Dataset entries
· · · · ·
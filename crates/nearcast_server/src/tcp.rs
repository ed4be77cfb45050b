//! The binary TCP demo surface: the framing the demo client and sink
//! speak. One task per connection; a sync request opens a session, data
//! requests fold in locations, broadcast them and answer with the
//! session's archived activity.

use crate::handlers::entity::check_clock;
use nearcast_core::wire::{
    read_frame, write_frame, DataRequestMsg, DataResponseMsg, MsgType, SyncRequestMsg,
    SyncResponseMsg,
};
use nearcast_core::{ClientId, DataResponse, Endpoint, UserData};
use std::io;
use std::sync::Arc;
use tokio::net::{TcpListener, TcpStream};
use tracing::{debug, info, warn};

/// Accept loop for the demo surface.
pub async fn serve(listener: TcpListener, endpoint: Arc<Endpoint>) {
    info!(
        "binary demo surface listening on {}",
        listener
            .local_addr()
            .map(|a| a.to_string())
            .unwrap_or_default()
    );
    loop {
        match listener.accept().await {
            Ok((stream, peer)) => {
                debug!("demo connection from {peer}");
                let endpoint = endpoint.clone();
                tokio::spawn(async move {
                    if let Err(e) = handle_connection(stream, endpoint).await {
                        debug!("demo connection from {peer} ended: {e}");
                    }
                });
            }
            Err(e) => {
                warn!("demo accept failed: {e}");
                break;
            }
        }
    }
}

async fn handle_connection(mut stream: TcpStream, endpoint: Arc<Endpoint>) -> io::Result<()> {
    loop {
        let (header, payload) = read_frame(&mut stream).await?;
        match header.msg_type {
            MsgType::SyncRequest => {
                let req = SyncRequestMsg::decode(&header, &payload).map_err(invalid)?;
                check_clock(req.location.timestamp).map_err(invalid)?;

                let entity = endpoint
                    .create_entity(ClientId::from(req.client_uuid), req.user_agent)
                    .await
                    .map_err(invalid)?;
                entity.update(req.location);

                let response = SyncResponseMsg {
                    client_uuid: req.client_uuid,
                    service_uuid: req.service_uuid,
                    token_id: entity.token_id(),
                };
                write_frame(&mut stream, &response.encode()).await?;
            }
            MsgType::DataRequest => {
                let req = DataRequestMsg::decode(&header, &payload).map_err(invalid)?;
                check_clock(req.location.timestamp).map_err(invalid)?;

                let entity = endpoint
                    .get_entity(&req.token_id.to_string())
                    .await
                    .map_err(invalid)?;
                entity.update(req.location);

                let user_data = UserData {
                    client_id: entity.client_id().to_string(),
                    location: req.location,
                };
                let message = serde_json::to_vec(&user_data).map_err(io::Error::other)?;
                if let Err(e) = endpoint.ctx().broadcast(&entity, &message).await {
                    warn!("demo broadcast failed: {e}");
                }

                let activity = endpoint.ctx().get_data(req.token_id).await.map_err(invalid)?;
                let body = serde_json::to_vec(&DataResponse {
                    activities: vec![activity],
                })
                .map_err(io::Error::other)?;
                let response = DataResponseMsg {
                    token_id: req.token_id,
                    data: body,
                };
                write_frame(&mut stream, &response.encode()).await?;
            }
            other => {
                return Err(invalid(format!("unexpected message type {other:?}")));
            }
        }
    }
}

fn invalid(e: impl ToString) -> io::Error {
    io::Error::new(io::ErrorKind::InvalidData, e.to_string())
}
· · · · ·
Instructions to follow: Reproduce each line of the data containing the word "await".

Output of the exercise:
        match listener.accept().await {
                    if let Err(e) = handle_connection(stream, endpoint).await {
        let (header, payload) = read_frame(&mut stream).await?;
                    .await
                write_frame(&mut stream, &response.encode()).await?;
                    .await
                if let Err(e) = endpoint.ctx().broadcast(&entity, &message).await {
                let activity = endpoint.ctx().get_data(req.token_id).await.map_err(invalid)?;
                write_frame(&mut stream, &response.encode()).await?;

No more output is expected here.